The Impact of Design on Stock Market Performance dates back to 2004, but the kernel of truth it reveals could be even more stunning for the world of open source. Here is the teaser from the Dexiner (pronounced Designer) website:
Design is a critical component of business performance. We’ve heard designers, commentators and companies say it. But, to date, the evidence for the link between shareholder return and investment in design has been scarce and anecdotal.
With a research universe of 166 design-led companies, tracked over ten years, we have seen an outperformance of 200% against the FTSE 100 and FTSE All-Share. This adds to the growing evidence that design measurably improves company performance. For the financial community, it offers a new way of looking at investment. And for business managers and designers alike, it provides the business case that is needed in an increasingly rigorous business environment.
I have long believed (at least back to 2002) that a similar, measurable effect could be observed among companies adopting open source software, particularly those who were replacing their proprietary OS platforms with Red Hat's Enterprise Linux (the only concrete data I could actually observe and quantify by date and amount).
Those who are scientifically-minded can immediately recognize the challenge of discerning whether or not the market-leading performance of many of these companies is due to the adoption of open source or whether the adoption of open source is merely an indicator of a company that is comprehensibly able to outperform their competition. Whether or not you are convinced that the Design Council's work has definitively shown a causal link between the practice of design and market out-performance, they have certainly shown that the practice of design is a strong indicator of out-performance potential. And I believe that the adoption of open source is at least a similar indicator, if not an outright causal factor in market out-performance of open-source adopters.

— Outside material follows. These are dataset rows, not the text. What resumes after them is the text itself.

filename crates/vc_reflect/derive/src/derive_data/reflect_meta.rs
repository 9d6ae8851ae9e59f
use proc_macro2::TokenStream;
use quote::{ToTokens, quote};
use syn::{Generics, Ident, ImplGenerics, Path, TypeGenerics};

use super::TypeAttributes;

/// Type-level information shared by every derive shape.
pub(crate) struct ReflectMeta<'a> {
    vc_reflect_path: Path,
    attrs: TypeAttributes,
    ident: &'a Ident,
    generics: &'a Generics,
}

impl core::fmt::Debug for ReflectMeta<'_> {
    fn fmt(&self, f: &mut core::fmt::Formatter<'_>) -> core::fmt::Result {
        f.debug_struct("ReflectMeta")
            .field("vc_reflect_path", &self.vc_reflect_path.to_token_stream())
            .field("ident", &self.ident)
            .field("attrs", &self.attrs)
            .finish()
    }
}

impl<'a> ReflectMeta<'a> {
    #[inline]
    pub fn new(attrs: TypeAttributes, ident: &'a Ident, generics: &'a Generics) -> Self {
        Self {
            attrs,
            ident,
            generics,
            vc_reflect_path: crate::path::vc_reflect(),
        }
    }

    #[inline]
    pub fn vc_reflect_path(&self) -> &Path {
        &self.vc_reflect_path
    }

    #[inline]
    pub fn real_ident(&self) -> &Ident {
        self.ident
    }

    /// Returns the generics of the type with reflection bounds added.
    ///
    /// ## Summary
    ///
    /// - Type Itself:
    ///     - `'static`: exists lifetimes.
    ///     - `Any + Send + Sync`: exists type params.
    /// - Type Params:
    ///     - `Reflect + Clone`
    ///
    /// Existing where clause predicates are kept.
    pub fn split_generics(&self) -> (ImplGenerics<'_>, TypeGenerics<'_>, TokenStream) {
        let any_ = crate::path::any_();
        let send_ = crate::path::send_();
        let sync_ = crate::path::sync_();
        let clone_ = crate::path::clone_();
        let reflect_ = crate::path::reflect_(&self.vc_reflect_path);

        let generics = self.generics;
        let mut generic_where_clause = quote! { where };

        if generics.type_params().next().is_some() {
            generic_where_clause.extend(quote! { Self: #any_ + #send_ + #sync_, });
        } else if generics.lifetimes().next().is_some() {
            generic_where_clause.extend(quote! { Self: 'static, });
        }

        let (impl_generics, ty_generics, where_clause) = generics.split_for_impl();

        // Maintain existing where clause bounds, if any.
        if let Some(where_clause) = where_clause {
            let predicates = where_clause.predicates.iter();
            generic_where_clause.extend(quote! { #(#predicates,)* });
        }

        for param in generics.type_params() {
            let ident = &param.ident;
            generic_where_clause.extend(quote! { #ident: #reflect_ + #clone_, });
        }

        (impl_generics, ty_generics, generic_where_clause)
    }

    /// Generates `Reflect::reflect_type_path` when a custom path is set.
    pub fn type_path_tokens(&self) -> TokenStream {
        match &self.attrs.type_path {
            Some(type_path) => quote! {
                #[inline]
                fn reflect_type_path(&self) -> &'static str {
                    #type_path
                }
            },
            None => TokenStream::new(),
        }
    }
}
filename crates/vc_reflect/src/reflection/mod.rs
// -----------------------------------------------------------------------------
// Modules

mod reflect;

// -----------------------------------------------------------------------------
// Internal API

pub(crate) use reflect::impl_reflect_cast_fn;

// -----------------------------------------------------------------------------
// Exports

pub use reflect::Reflect;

Sadly, my data on market-outperformance is anecdotal and not rigorously organized, so I'm arguing for a conclusion that's not yet certain. I do believe that research will bear this out, and I invite anybody with the skills and time to undertake such a project. But I also want to provide what I believe is the key to understanding the causal link of what I've observed anecdotally (and which I believe research will bear out). Namely, the proposition that
value in = value out
Or, when companies get better value for money, they are better able to deliver value to their customers, their shareholders, their employees. And for three years in a row, 1000s of CIOs surveyed by CIO Insight magazine all name an open source vendor as their most valuable vendor. I should think that if these executives have in fact found a superior source of value, that value should be observable in share prices.
What do you think?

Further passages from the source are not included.